Neste ponto Bakhtin estava certo, ainda que se discorde de seus conceitos e instrumentos de análise literária: é preciso chamar atenção à complexidade estética dos romances de Dostoiévski. Com efeito, trata-se de um autor perigoso, capaz de enredar facilmente o leitor desarmado. Lê-lo com a guarda baixa, com a mesma credulidade com que se percorre, digamos, um romance de Jane Austen, quase sempre será sinônimo de passar-lhe ao largo. Não apenas o universo dostoievskiano é um amálgama de referências históricas e culturais acessíveis integralmente apenas a seus contemporâneos ou a leitores especializados, mas também sua técnica narrativa é tão complicada quanto aquilo que seria o sentido último de sua obra (e não por acaso; em toda grande literatura, forma é conteúdo). Bakhtin percebeu isso e dedicou-se a sistematizar o “caos” dostoievskiano, porém com vistas não a dispersar a bruma e perceber-lhe o que há no fundo, senão para justificar teoricamente a pressuposta falta de “verdade acabada” dos romances de Dostoiévski.
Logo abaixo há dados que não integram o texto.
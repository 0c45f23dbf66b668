//! Owner-scoped document library
//!
//! Extracted documents are filed per owner and can be listed, searched,
//! updated and deleted. Only the interface matters to the rest of the crate;
//! `InMemoryLibrary` backs tests and single-process use.

use async_trait::async_trait;
use chrono::{DateTime, Utc};
use serde::{Deserialize, Serialize};
use std::collections::HashMap;
use tokio::sync::RwLock;
use tracing::debug;
use uuid::Uuid;

use crate::batch::ExtractionResult;

#[derive(Debug, Clone, PartialEq, Eq, thiserror::Error)]
pub enum LibraryError {
    #[error("Document not found: {0}")]
    NotFound(Uuid),

    #[error("Not authorized to access document {0}")]
    NotAuthorized(Uuid),
}

/// A document to be filed
#[derive(Debug, Clone, Serialize, Deserialize)]
pub struct NewDocument {
    pub title: String,
    pub filename: String,
    pub file_size: u64,
    pub mime_type: String,
    /// Extracted text
    pub content: String,
}

impl NewDocument {
    /// Build from a successful extraction; `None` for failures.
    pub fn from_result(result: &ExtractionResult) -> Option<Self> {
        let text = result.text()?;
        let title = result
            .source_name
            .rsplit_once('.')
            .map(|(stem, _)| stem)
            .filter(|stem| !stem.is_empty())
            .unwrap_or(result.source_name.as_str())
            .to_string();

        Some(Self {
            title,
            filename: result.source_name.clone(),
            file_size: result.byte_size,
            mime_type: result.format.mime_type().to_string(),
            content: text.to_string(),
        })
    }
}

#[derive(Debug, Clone, PartialEq, Eq, Serialize, Deserialize)]
pub struct StoredDocument {
    pub id: Uuid,
    pub owner: String,
    pub title: String,
    pub filename: String,
    pub file_size: u64,
    pub mime_type: String,
    pub content: String,
    pub summary: Option<String>,
    pub tags: Option<Vec<String>>,
    pub uploaded_at: DateTime<Utc>,
    pub last_modified: DateTime<Utc>,
}

/// Fields that may change after filing
#[derive(Debug, Clone, Default, Serialize, Deserialize)]
pub struct DocumentPatch {
    pub title: Option<String>,
    pub tags: Option<Vec<String>>,
    pub summary: Option<String>,
}

#[async_trait]
pub trait DocumentLibrary: Send + Sync {
    async fn create(&self, owner: &str, document: NewDocument) -> Uuid;

    /// All documents of `owner`, newest upload first
    async fn list(&self, owner: &str) -> Vec<StoredDocument>;

    async fn get(&self, owner: &str, id: Uuid) -> Result<StoredDocument, LibraryError>;

    /// Case-insensitive match of `term` against document content
    async fn search(&self, owner: &str, term: &str) -> Vec<StoredDocument>;

    async fn update(&self, owner: &str, id: Uuid, patch: DocumentPatch)
        -> Result<(), LibraryError>;

    async fn delete(&self, owner: &str, id: Uuid) -> Result<(), LibraryError>;
}

#[derive(Debug, Default)]
pub struct InMemoryLibrary {
    documents: RwLock<HashMap<Uuid, StoredDocument>>,
}

impl InMemoryLibrary {
    pub fn new() -> Self {
        Self::default()
    }

    fn owned<'a>(
        documents: &'a HashMap<Uuid, StoredDocument>,
        owner: &str,
        id: Uuid,
    ) -> Result<&'a StoredDocument, LibraryError> {
        let document = documents.get(&id).ok_or(LibraryError::NotFound(id))?;
        if document.owner != owner {
            return Err(LibraryError::NotAuthorized(id));
        }
        Ok(document)
    }

    fn newest_first(mut documents: Vec<StoredDocument>) -> Vec<StoredDocument> {
        documents.sort_by(|a, b| b.uploaded_at.cmp(&a.uploaded_at));
        documents
    }
}

#[async_trait]
impl DocumentLibrary for InMemoryLibrary {
    async fn create(&self, owner: &str, document: NewDocument) -> Uuid {
        let id = Uuid::new_v4();
        let now = Utc::now();

        let stored = StoredDocument {
            id,
            owner: owner.to_string(),
            title: document.title,
            filename: document.filename,
            file_size: document.file_size,
            mime_type: document.mime_type,
            content: document.content,
            summary: None,
            tags: None,
            uploaded_at: now,
            last_modified: now,
        };

        self.documents.write().await.insert(id, stored);
        debug!(%id, owner, "Document filed");
        id
    }

    async fn list(&self, owner: &str) -> Vec<StoredDocument> {
        let documents = self.documents.read().await;
        Self::newest_first(
            documents
                .values()
                .filter(|d| d.owner == owner)
                .cloned()
                .collect(),
        )
    }

    async fn get(&self, owner: &str, id: Uuid) -> Result<StoredDocument, LibraryError> {
        let documents = self.documents.read().await;
        Self::owned(&documents, owner, id).cloned()
    }

    async fn search(&self, owner: &str, term: &str) -> Vec<StoredDocument> {
        let term = term.trim().to_lowercase();
        if term.is_empty() {
            return Vec::new();
        }

        let documents = self.documents.read().await;
        Self::newest_first(
            documents
                .values()
                .filter(|d| d.owner == owner && d.content.to_lowercase().contains(&term))
                .cloned()
                .collect(),
        )
    }

    async fn update(
        &self,
        owner: &str,
        id: Uuid,
        patch: DocumentPatch,
    ) -> Result<(), LibraryError> {
        let mut documents = self.documents.write().await;
        Self::owned(&documents, owner, id)?;

        if let Some(document) = documents.get_mut(&id) {
            if let Some(title) = patch.title {
                document.title = title;
            }
            if let Some(tags) = patch.tags {
                document.tags = Some(tags);
            }
            if let Some(summary) = patch.summary {
                document.summary = Some(summary);
            }
            document.last_modified = Utc::now();
        }
        Ok(())
    }

    async fn delete(&self, owner: &str, id: Uuid) -> Result<(), LibraryError> {
        let mut documents = self.documents.write().await;
        Self::owned(&documents, owner, id)?;
        documents.remove(&id);
        debug!(%id, owner, "Document deleted");
        Ok(())
    }
}
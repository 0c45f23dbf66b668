//! CLI configuration management

use serde::{Deserialize, Serialize};
use std::path::{Path, PathBuf};

/// Defaults read from `~/.config/pagerush/config.toml`
#[derive(Debug, Clone, Serialize, Deserialize, Default, PartialEq)]
pub struct CliConfig {
    /// Default output format
    pub output_format: Option<String>,
    /// Directory for per-file exports
    pub output_dir: Option<PathBuf>,
    /// Owner id used when filing documents
    pub owner: Option<String>,
    /// Per-file extraction timeout in seconds
    pub file_timeout_secs: Option<u64>,
}

impl CliConfig {
    /// Load configuration from default path
    pub fn load() -> anyhow::Result<Self> {
        match Self::config_path() {
            Some(path) => Self::load_from(&path),
            None => Ok(Self::default()),
        }
    }

    /// Load configuration from `path`, or defaults when it does not exist
    pub fn load_from(path: &Path) -> anyhow::Result<Self> {
        if path.exists() {
            let content = std::fs::read_to_string(path)?;
            Ok(toml::from_str(&content)?)
        } else {
            Ok(Self::default())
        }
    }

    /// Get the default configuration file path
    pub fn config_path() -> Option<PathBuf> {
        Self::config_dir().map(|dir| dir.join("config.toml"))
    }

    /// Batch settings (timeout, recent-file count), read by the library's
    /// own loader with `PAGERUSH__*` overrides
    pub fn batch_config_path() -> Option<PathBuf> {
        Self::config_dir().map(|dir| dir.join("batch.toml"))
    }

    fn config_dir() -> Option<PathBuf> {
        dirs::config_dir().map(|dir| dir.join("pagerush"))
    }
}
//! Configuration module for the packet-reactor server.
//!
//! Supports both command-line arguments and TOML configuration file.
//! CLI arguments take precedence over config file values.

use crate::runtime::{ReactorConfig, DEFAULT_MAX_PAYLOAD_SIZE};
use clap::{Parser, ValueEnum};
use serde::Deserialize;
use std::path::PathBuf;

/// Command-line arguments for the echo server
#[derive(Parser, Debug)]
#[command(name = "packet-reactor")]
#[command(author = "packet-reactor authors")]
#[command(version = "0.1.0")]
#[command(about = "A length-prefixed packet echo server", long_about = None)]
pub struct CliArgs {
    /// Path to TOML configuration file
    #[arg(short, long)]
    pub config: Option<PathBuf>,

    /// Host to bind to (empty or 0.0.0.0 for all interfaces)
    #[arg(short = 'H', long)]
    pub host: Option<String>,

    /// Port to listen on
    #[arg(short, long)]
    pub port: Option<u16>,

    /// Maximum number of concurrent connections
    #[arg(long)]
    pub max_connections: Option<usize>,

    /// Largest accepted payload in bytes
    #[arg(long)]
    pub max_payload_size: Option<usize>,

    /// When queued replies are flushed
    #[arg(long, value_enum)]
    pub write_mode: Option<WriteMode>,

    /// Log level (trace, debug, info, warn, error)
    #[arg(long, default_value = "info")]
    pub log_level: String,
}

/// How a connection flushes queued packets.
#[derive(Debug, Clone, Copy, PartialEq, Eq, Default, Deserialize, ValueEnum)]
#[serde(rename_all = "lowercase")]
pub enum WriteMode {
    /// Register for writability while output is pending.
    #[default]
    Auto,
    /// Flush only after handling inbound packets.
    Opportunistic,
}

/// TOML configuration file structure
#[derive(Debug, Deserialize, Default)]
pub struct TomlConfig {
    #[serde(default)]
    pub server: ServerConfig,
    #[serde(default)]
    pub connection: ConnectionConfig,
    #[serde(default)]
    pub logging: LoggingConfig,
}

/// Server-related configuration
#[derive(Debug, Deserialize)]
pub struct ServerConfig {
    #[serde(default = "default_host")]
    pub host: String,
    #[serde(default = "default_port")]
    pub port: u16,
    /// Listen backlog
    #[serde(default = "default_backlog")]
    pub backlog: i32,
    #[serde(default = "default_max_connections")]
    pub max_connections: usize,
    /// Events returned by a single poll
    #[serde(default = "default_events_capacity")]
    pub events_capacity: usize,
}

impl Default for ServerConfig {
    fn default() -> Self {
        Self {
            host: default_host(),
            port: default_port(),
            backlog: default_backlog(),
            max_connections: default_max_connections(),
            events_capacity: default_events_capacity(),
        }
    }
}

/// Per-connection configuration
#[derive(Debug, Deserialize)]
pub struct ConnectionConfig {
    #[serde(default = "default_max_payload_size")]
    pub max_payload_size: usize,
    #[serde(default)]
    pub write_mode: WriteMode,
}

impl Default for ConnectionConfig {
    fn default() -> Self {
        Self {
            max_payload_size: default_max_payload_size(),
            write_mode: WriteMode::default(),
        }
    }
}

/// Logging configuration
#[derive(Debug, Deserialize)]
pub struct LoggingConfig {
    /// Log level
    #[serde(default = "default_log_level")]
    pub level: String,
}

impl Default for LoggingConfig {
    fn default() -> Self {
        Self {
            level: default_log_level(),
        }
    }
}

fn default_host() -> String {
    "0.0.0.0".to_string()
}

fn default_port() -> u16 {
    8888
}

fn default_backlog() -> i32 {
    libc::SOMAXCONN
}

fn default_max_connections() -> usize {
    10_000
}

fn default_events_capacity() -> usize {
    1024
}

fn default_max_payload_size() -> usize {
    DEFAULT_MAX_PAYLOAD_SIZE
}

fn default_log_level() -> String {
    "info".to_string()
}

/// Final resolved configuration
#[derive(Debug, Clone)]
pub struct Config {
    pub host: String,
    pub port: u16,
    pub backlog: i32,
    pub max_connections: usize,
    pub events_capacity: usize,
    pub max_payload_size: usize,
    pub write_mode: WriteMode,
    pub log_level: String,
}

impl Config {
    /// Load configuration from CLI args and optional TOML file.
    /// CLI arguments take precedence over TOML file values.
    pub fn load() -> Result<Self, ConfigError> {
        let cli = CliArgs::parse();

        // Load TOML config if specified
        let toml_config = if let Some(ref config_path) = cli.config {
            let contents = std::fs::read_to_string(config_path)
                .map_err(|e| ConfigError::FileRead(config_path.clone(), e))?;
            toml::from_str(&contents)
                .map_err(|e| ConfigError::TomlParse(config_path.clone(), e))?
        } else {
            TomlConfig::default()
        };

        Ok(Self::merge(cli, toml_config))
    }

    /// Merge CLI args with TOML config (CLI takes precedence).
    pub fn merge(cli: CliArgs, toml_config: TomlConfig) -> Self {
        Config {
            host: cli.host.unwrap_or(toml_config.server.host),
            port: cli.port.unwrap_or(toml_config.server.port),
            backlog: toml_config.server.backlog,
            max_connections: cli
                .max_connections
                .unwrap_or(toml_config.server.max_connections),
            events_capacity: toml_config.server.events_capacity,
            max_payload_size: cli
                .max_payload_size
                .unwrap_or(toml_config.connection.max_payload_size),
            write_mode: cli
                .write_mode
                .unwrap_or(toml_config.connection.write_mode),
            log_level: if cli.log_level != "info" {
                cli.log_level
            } else {
                toml_config.logging.level
            },
        }
    }

    /// Reactor sizing derived from this configuration.
    pub fn reactor_config(&self) -> ReactorConfig {
        ReactorConfig {
            backlog: self.backlog,
            events_capacity: self.events_capacity.max(1),
            max_connections: self.max_connections,
        }
    }
}

/// Configuration loading errors
#[derive(Debug)]
pub enum ConfigError {
    FileRead(PathBuf, std::io::Error),
    TomlParse(PathBuf, toml::de::Error),
}

impl std::fmt::Display for ConfigError {
    fn fmt(&self, f: &mut std::fmt::Formatter<'_>) -> std::fmt::Result {
        match self {
            ConfigError::FileRead(path, e) => {
                write!(f, "Failed to read config file '{}': {}", path.display(), e)
            }
            ConfigError::TomlParse(path, e) => {
                write!(f, "Failed to parse config file '{}': {}", path.display(), e)
            }
        }
    }
}

impl std::error::Error for ConfigError {}
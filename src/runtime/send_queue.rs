//! Outbound packet queue with partial-write tracking.
//!
//! Packets leave in FIFO order. A byte cursor into the front packet records
//! how much of its header and payload have already reached the socket, so a
//! short write resumes exactly where it stopped.

use crate::wire::{Packet, HEADER_SIZE};
use std::collections::VecDeque;
use std::io::{self, Write};

/// Outcome of a drain attempt.
#[derive(Debug, Clone, Copy, PartialEq, Eq)]
pub enum Drain {
    /// Every queued packet was written.
    Complete,
    /// The socket stopped accepting bytes; the remainder stays queued.
    Pending,
}

/// FIFO of packets waiting to be written.
#[derive(Debug, Default)]
pub struct SendQueue {
    packets: VecDeque<Packet>,
    /// Bytes of the front packet already written (header first, then payload).
    written: usize,
    want_write: bool,
}

impl SendQueue {
    pub fn new() -> Self {
        Self::default()
    }

    /// Enqueue a packet. Performs no I/O.
    pub fn send(&mut self, packet: Packet) {
        self.packets.push_back(packet);
        self.want_write = true;
    }

    /// Whether queued bytes are still waiting for the socket.
    pub fn want_write(&self) -> bool {
        self.want_write
    }

    pub fn len(&self) -> usize {
        self.packets.len()
    }

    pub fn is_empty(&self) -> bool {
        self.packets.is_empty()
    }

    /// Bytes still to be written across all queued packets.
    pub fn pending_bytes(&self) -> usize {
        let total: usize = self.packets.iter().map(Packet::wire_len).sum();
        total - self.written
    }

    /// Drop every queued packet, including a partially written one.
    pub fn clear(&mut self) {
        self.packets.clear();
        self.written = 0;
        self.want_write = false;
    }

    /// Write as much of the queue as `dst` accepts.
    ///
    /// Stops at the first would-block or short write. Errors (including a
    /// zero-byte write) are returned for the caller to close on.
    pub fn drain_into<W: Write>(&mut self, dst: &mut W) -> io::Result<Drain> {
        while let Some(packet) = self.packets.front() {
            if self.written < HEADER_SIZE {
                let header = packet.header().to_bytes();
                if !write_segment(dst, &header, &mut self.written)? {
                    return Ok(Drain::Pending);
                }
            }

            let payload = packet.payload().as_slice();
            let mut offset = self.written - HEADER_SIZE;
            if offset < payload.len() {
                let done = write_segment(dst, payload, &mut offset)?;
                self.written = HEADER_SIZE + offset;
                if !done {
                    return Ok(Drain::Pending);
                }
            }

            self.packets.pop_front();
            self.written = 0;
        }

        self.want_write = false;
        Ok(Drain::Complete)
    }
}

/// Attempt one write of `buf[*cursor..]`, advancing the cursor.
///
/// Returns `true` once the segment is fully written.
fn write_segment<W: Write>(dst: &mut W, buf: &[u8], cursor: &mut usize) -> io::Result<bool> {
    loop {
        match dst.write(&buf[*cursor..]) {
            Ok(0) => {
                return Err(io::Error::new(io::ErrorKind::WriteZero, "write returned 0"));
            }
            Ok(n) => {
                *cursor += n;
                return Ok(*cursor == buf.len());
            }
            Err(ref e) if e.kind() == io::ErrorKind::WouldBlock => return Ok(false),
            Err(ref e) if e.kind() == io::ErrorKind::Interrupted => continue,
            Err(e) => return Err(e),
        }
    }
}
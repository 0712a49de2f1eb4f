//! packet-reactor: an echo server for length-prefixed packets
//!
//! Features:
//! - Single-threaded mio reactor (epoll on Linux, kqueue on macOS)
//! - Fixed 20-byte header framing with partial read/write resumption
//! - Auto or opportunistic flushing of queued replies
//! - Configuration via CLI arguments or TOML file
//! - Graceful shutdown on SIGINT/SIGTERM

use packet_reactor::config::Config;
use packet_reactor::protocols::echo::EchoFactory;
use packet_reactor::runtime::{Reactor, StopHandle};
use std::sync::OnceLock;
use tracing::{info, warn};
use tracing_subscriber::EnvFilter;

static STOP_HANDLE: OnceLock<StopHandle> = OnceLock::new();

extern "C" fn handle_signal(_signal: libc::c_int) {
    if let Some(handle) = STOP_HANDLE.get() {
        // The flag is set regardless; nothing may be logged from here
        let _ = handle.stop();
    }
}

fn install_signal_handlers() {
    let handler = handle_signal as extern "C" fn(libc::c_int) as libc::sighandler_t;
    for signal in [libc::SIGINT, libc::SIGTERM] {
        // SAFETY: the handler only touches an initialized OnceLock, an atomic
        // and the poll waker.
        if unsafe { libc::signal(signal, handler) } == libc::SIG_ERR {
            warn!(signal, "Failed to install signal handler");
        }
    }
}

fn main() -> Result<(), Box<dyn std::error::Error>> {
    // Load configuration
    let config = Config::load()?;

    // Initialize logging
    let filter =
        EnvFilter::try_from_default_env().unwrap_or_else(|_| EnvFilter::new(&config.log_level));

    tracing_subscriber::fmt()
        .with_env_filter(filter)
        .with_target(false)
        .init();

    info!(
        host = %config.host,
        port = config.port,
        max_connections = config.max_connections,
        max_payload_size = config.max_payload_size,
        write_mode = ?config.write_mode,
        "Starting packet-reactor echo server"
    );

    let factory = EchoFactory::new(config.write_mode, config.max_payload_size);
    let mut reactor = Reactor::new(factory, config.reactor_config());
    reactor.listen(&config.host, config.port)?;

    if let Some(handle) = reactor.stop_handle() {
        let _ = STOP_HANDLE.set(handle);
        install_signal_handlers();
    }

    reactor.run()?;
    info!("Echo server stopped");
    Ok(())
}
Assim, temos que hoje, 80 anos após publicar-se a primeira versão de Problemas da Poética de Dostoiévski, durante os quais a teoria de Bakhtin tornou-se uma febre, dir-se-ia uma espécie de solução universal para a obra do autor russo[1], certa parte da crítica já afirma tranquilamente a irresolvibilidade desta obra, ou seja: o romance dostoievskiano é um labirinto insolúvel, feito num embate de vozes contraditórias que convivem num perpétuo conflito o qual é, ele mesmo, a única verdade disponível. O autor, para Bakhtin, seria o regente do coro dialógico de vozes, porém incapaz de fazer qualquer uma preponderar sobre as demais; cada voz ou personagem teria vida própria – o autor apenas possibilita sua expressão. Se não se trata, aqui, da repisada “morte do autor”, trata-se ao menos de uma redução violenta de sua importância, uma vez que a obra já não pode ser lida com recurso às intenções ou ao horizonte mental de seu criador, o que, segundo a lógica de Bakhtin, não passaria de bitolação monológica.
Do ponto de vista de uma visão monológica coerente e da concepção do mundo representado e do cânon monológico da construção do romance, o mundo de Dostoiévski pode afigurar-se um caos, e a construção de seus romances, algum conglomerado de matérias estranhas e princípios incompatíveis de formalização. Só à luz da meta artística central de Dostoiévski por nós formulada podem tornar-se compreensíveis a profunda organicidade, a coerência e a integridade de sua poética.
(In: Problemas da Poética de Dostoiévski. Ed. Forense Universirária, p. 6. Grifo meu.)
E, no entanto, é altamente questionável a hipótese do romance polifônico enquanto “meta artística central” de Dostoiévski, por motivos que espero esclarecer a seguir. O romance polifônico é, no máximo, a meta artística formulada por Bakhtin e aplicada à obra de Dostoiévski, não sem deformá-la em muitos sentidos. Em outras palavras, a teoria de Bakhtin é uma apropriação anacrônica da obra de Dostoiévski.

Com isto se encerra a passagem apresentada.